◆ **RECORDS SUPPLIED**:
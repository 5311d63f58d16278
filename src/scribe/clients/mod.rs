//! Provider specific [`ClientWrapper`](crate::client_wrapper::ClientWrapper) implementations.
//!
//! Each submodule offers a concrete client that speaks a particular vendor's API while
//! conforming to the uniform Model Gateway contract.

pub mod common;

pub mod moonshot;
pub mod openai;
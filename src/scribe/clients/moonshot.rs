//! Moonshot (Kimi) client wrapper built on the OpenAI-compatible transport.
//!
//! Kimi's thinking models return `reasoning_content` next to the visible reply and
//! expect it back on replayed assistant turns; the shared wire format keeps it, so the
//! wrapper only has to pick the right base URL and model.
//!
//! # Example
//!
//! ```rust,no_run
//! use scribe::client_wrapper::ClientWrapper;
//! use scribe::clients::moonshot::{MoonshotClient, Model};
//! use scribe::conversation::Message;
//!
//! #[tokio::main]
//! async fn main() -> Result<(), Box<dyn std::error::Error>> {
//!     let key = std::env::var("MOONSHOT_API_KEY")?;
//!     let client = MoonshotClient::new_with_model_enum(&key, Model::KimiK2Thinking);
//!     let reply = client.send_message(&[Message::user("Hello")], None).await?;
//!     println!("{:?}", reply);
//!     Ok(())
//! }
//! ```

use crate::client_wrapper::{ClientWrapper, GatewayError, ModelReply, TokenUsage, ToolDefinition};
use crate::clients::openai::OpenAIClient;
use crate::scribe::conversation::Message;
use async_trait::async_trait;
use tokio::sync::Mutex;

/// Default Moonshot API endpoint.
pub const MOONSHOT_BASE_URL: &str = "https://api.moonshot.ai/v1";

/// Client wrapper for Moonshot's API routed through the OpenAI compatible surface.
pub struct MoonshotClient {
    /// Delegated client that handles the HTTP interactions.
    delegate_client: OpenAIClient,
    /// Exposed model name.
    model: String,
}

/// Kimi models with tool calling support.
pub enum Model {
    /// `kimi-k2-thinking`: long-horizon reasoning model used for writing sessions.
    KimiK2Thinking,
    /// `kimi-k2-turbo-preview`: faster, non-thinking K2 tier.
    KimiK2TurboPreview,
    /// `kimi-k2-0905-preview`: K2 instruct snapshot.
    KimiK20905Preview,
}

/// Convert a [`Model`] variant into its public string identifier.
pub fn model_to_string(model: Model) -> String {
    match model {
        Model::KimiK2Thinking => "kimi-k2-thinking".to_string(),
        Model::KimiK2TurboPreview => "kimi-k2-turbo-preview".to_string(),
        Model::KimiK20905Preview => "kimi-k2-0905-preview".to_string(),
    }
}

impl MoonshotClient {
    /// Create a client from an API key and strongly typed model variant.
    pub fn new_with_model_enum(secret_key: &str, model: Model) -> Self {
        Self::new_with_model_str(secret_key, &model_to_string(model))
    }

    /// Create a client from an API key and explicit model string.
    pub fn new_with_model_str(secret_key: &str, model_name: &str) -> Self {
        Self::new_with_base_url(secret_key, model_name, MOONSHOT_BASE_URL)
    }

    /// Create a client pointing at a custom Moonshot-compatible base URL.
    pub fn new_with_base_url(secret_key: &str, model_name: &str, base_url: &str) -> Self {
        MoonshotClient {
            delegate_client: OpenAIClient::new_with_base_url(secret_key, model_name, base_url),
            model: model_name.to_string(),
        }
    }

    /// Sampling temperature forwarded to the delegate.
    pub fn with_temperature(mut self, temperature: f32) -> Self {
        self.delegate_client = self.delegate_client.with_temperature(temperature);
        self
    }

    /// Completion token cap forwarded to the delegate.
    pub fn with_max_tokens(mut self, max_tokens: u32) -> Self {
        self.delegate_client = self.delegate_client.with_max_tokens(max_tokens);
        self
    }

    pub fn base_url(&self) -> &str {
        self.delegate_client.base_url()
    }
}

#[async_trait]
impl ClientWrapper for MoonshotClient {
    fn model_name(&self) -> &str {
        &self.model
    }

    async fn send_message(
        &self,
        messages: &[Message],
        tools: Option<Vec<ToolDefinition>>,
    ) -> Result<ModelReply, GatewayError> {
        self.delegate_client.send_message(messages, tools).await
    }

    fn usage_slot(&self) -> Option<&Mutex<Option<TokenUsage>>> {
        self.delegate_client.usage_slot()
    }
}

◆ **EXERCISE OBJECTIVE**: Locate the word "main" in the data above. Copy every line carrying it.

◆ **ANSWER TO THIS TASK**:
//! #[tokio::main]
//! async fn main() -> Result<(), Box<dyn std::error::Error>> {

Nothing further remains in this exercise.